After watching the third and fourth episodes of the season on Monday night, I’d be pretty surprised if Kevin is surprised by the writers. Over at Kevin’s blog (where there’s a great discussion going on in the comments), commenter Cuttle gets it exactly right, and is worth quoting at length:

I just don’t see how this premiere could be seen as anything but defiantly pro-torture. It could have been scripted by Dick Cheney. The senator questioning Jack, the show’s hero, was held up as an enemy of America for deploring, and wishing to punish, techniques that had allegedly saved American lives.

In the second (Monday night) half, the FBI agent goes from disapproving of Jack’s torture techniques to using them herself on a man in a hospital bed, all under the rubric of the “ticking bomb” defense.

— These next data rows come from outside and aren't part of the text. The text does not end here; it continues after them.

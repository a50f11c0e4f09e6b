use puregl::Error;

fn assert_send_sync<T>()
where
    T: Send + Sync,
{
}

#[test]
fn error_is_send_sync() {
    assert_send_sync::<Error>();
}
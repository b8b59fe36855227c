use std::path::{Path, PathBuf};
use std::sync::Arc;
use std::time::Duration;

use tempfile::TempDir;

use docsearch::engine::{
    Credentials, EngineHost, EngineLink, EngineOptions, NetworkInfo, NetworkProbe,
};
use docsearch::remote::HttpRemote;
use docsearch::search::{HashEmbedder, RankingParams, ReducerVariant, SearchCoordinator, SearchStore};
use docsearch::storage::{Database, IngestDocument, ingest};

pub const DIMS: usize = 128;

pub const DOCS: &str = r#"{
    "pages": [
        {
            "path": "/guides/auth",
            "type": "markdown",
            "meta": { "title": "Auth", "description": "Sign users in and manage sessions" },
            "content": "Auth overview. Passwords, magic links and social providers.",
            "sections": [
                { "slug": "passwords", "heading": "Passwords", "content": "Sign in users with email and password auth" },
                { "slug": "magic-links", "heading": "Magic links", "content": "Passwordless login over email" }
            ]
        },
        {
            "path": "/guides/row-level-security",
            "type": "markdown",
            "meta": { "title": "Row Level Security", "subtitle": "Secure your tables" },
            "content": "Policies can reference auth uid to restrict rows to their owner.",
            "sections": [
                { "slug": "policies", "heading": "Policies", "content": "Write policies using the auth uid helper" }
            ]
        },
        {
            "path": "/reference/errors",
            "type": "reference",
            "meta": { "title": "Error codes" },
            "content": "PGRST116 means the query returned no rows.",
            "sections": [
                { "slug": "pgrst116", "heading": "PGRST116", "content": "No rows returned for a single row request" }
            ]
        }
    ]
}"#;

/// Engine database seeded with [`DOCS`] in a temporary directory.
pub struct Fixture {
    pub dir: TempDir,
    pub db_path: PathBuf,
}

impl Fixture {
    pub fn seeded() -> Self {
        let dir = TempDir::new().expect("create temp dir");
        let db_path = dir.path().join("docs.db");
        seed(&db_path);
        Self { dir, db_path }
    }

    pub fn options(&self) -> EngineOptions {
        EngineOptions {
            database_path: Some(self.db_path.clone()),
            embedding_dims: DIMS,
            ranking: RankingParams::default(),
        }
    }
}

pub fn seed(path: &Path) {
    let mut db = Database::open(path).expect("open database");
    let doc: IngestDocument = serde_json::from_str(DOCS).expect("parse fixture docs");
    ingest(&mut db, &HashEmbedder::new(DIMS), doc).expect("ingest fixture docs");
}

/// Probe reporting a fast connection.
pub struct FastNetwork;

impl NetworkProbe for FastNetwork {
    fn probe(&self) -> Option<NetworkInfo> {
        Some(NetworkInfo {
            save_data: false,
            effective_type: "4g".into(),
        })
    }
}

pub fn credentials() -> Credentials {
    Credentials {
        url: "https://docs.example.co".into(),
        anon_key: "anon-key".into(),
    }
}

/// Local-only coordinator over a dedicated engine, waited until ready.
pub async fn local_coordinator(options: EngineOptions) -> SearchCoordinator<HttpRemote> {
    let store = Arc::new(SearchStore::new(ReducerVariant::LocalOnly));
    let coordinator = SearchCoordinator::with_engine(store, None, |replies| {
        EngineLink::start(
            &FastNetwork,
            move || EngineHost::spawn_dedicated(options)?.connect(),
            credentials(),
            replies,
        )
    });

    let engine = coordinator.engine().expect("engine link");
    tokio::time::timeout(Duration::from_secs(10), engine.wait_ready())
        .await
        .expect("engine ready in time")
        .expect("engine handshake");
    coordinator
}

pub async fn settle(coordinator: &SearchCoordinator<HttpRemote>) {
    tokio::time::timeout(Duration::from_secs(10), coordinator.settled())
        .await
        .expect("coordinator did not settle");
}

And of course “regular” people, like the FBI driver, are on Jack’s side against those nasty liberal senators. The point of Jack’s little speech to that guy about how the hearings are probably necessary, etc., is clearly that the American people need to know just what terrible things (e.g., torture) a good patriot like Jack is required to do to keep them safe.

I haven’t really been surprised by 24‘s actual plot points in a long time (this season’s terrorist plot seems to be a healthy mix of Die Hard 2 and 4), but I was definitely blown away by how the show seems to be throwing away any veneer of ambiguity about torture this season. The message is actually quite simple: the “law”, the “rules,” the morality or immorality of torture—all that gets in the way of what The Good Guys have to do to keep us safe. Liberal pantywaists, while perhaps (Perhaps! We don’t know yet whether Nasty Liberal Senator #1, played by Red from That 70’s Show, is actually conspiring against The Good Guys) well-meaning, are just getting in the way of The Good Guys doing their jobs. That’s it – that’s the whole message thus far. It’s really just the basic wingnut defense of torture. If I wanted that, I could just read RedState.

Thankfully, I won’t have to depend exclusively on 24 for my America-in-the-age-of-terrorism television for much longer. Battlestar Galactica returns on Friday, and that show at least knows how to make viewers challenge their assumptions. There’s no character on BSG that is a “Good Guy” in the way Jack Bauer is. They’ve all done questionable things, and viewers are never explicitly told who is right or who to root for. They all have doubts. Jack, as he so proudly told Nasty Liberal Senator #1, has none. Absolute moral certainty is probably Bauer’s most prominent character trait, and it’s one he shares with the real-world president and vice-president of the United States, who authorized the use of torture. Like George W. Bush and Dick Cheney, Jack Bauer knows that whatever he did was the right thing to do. Even if it wasn’t.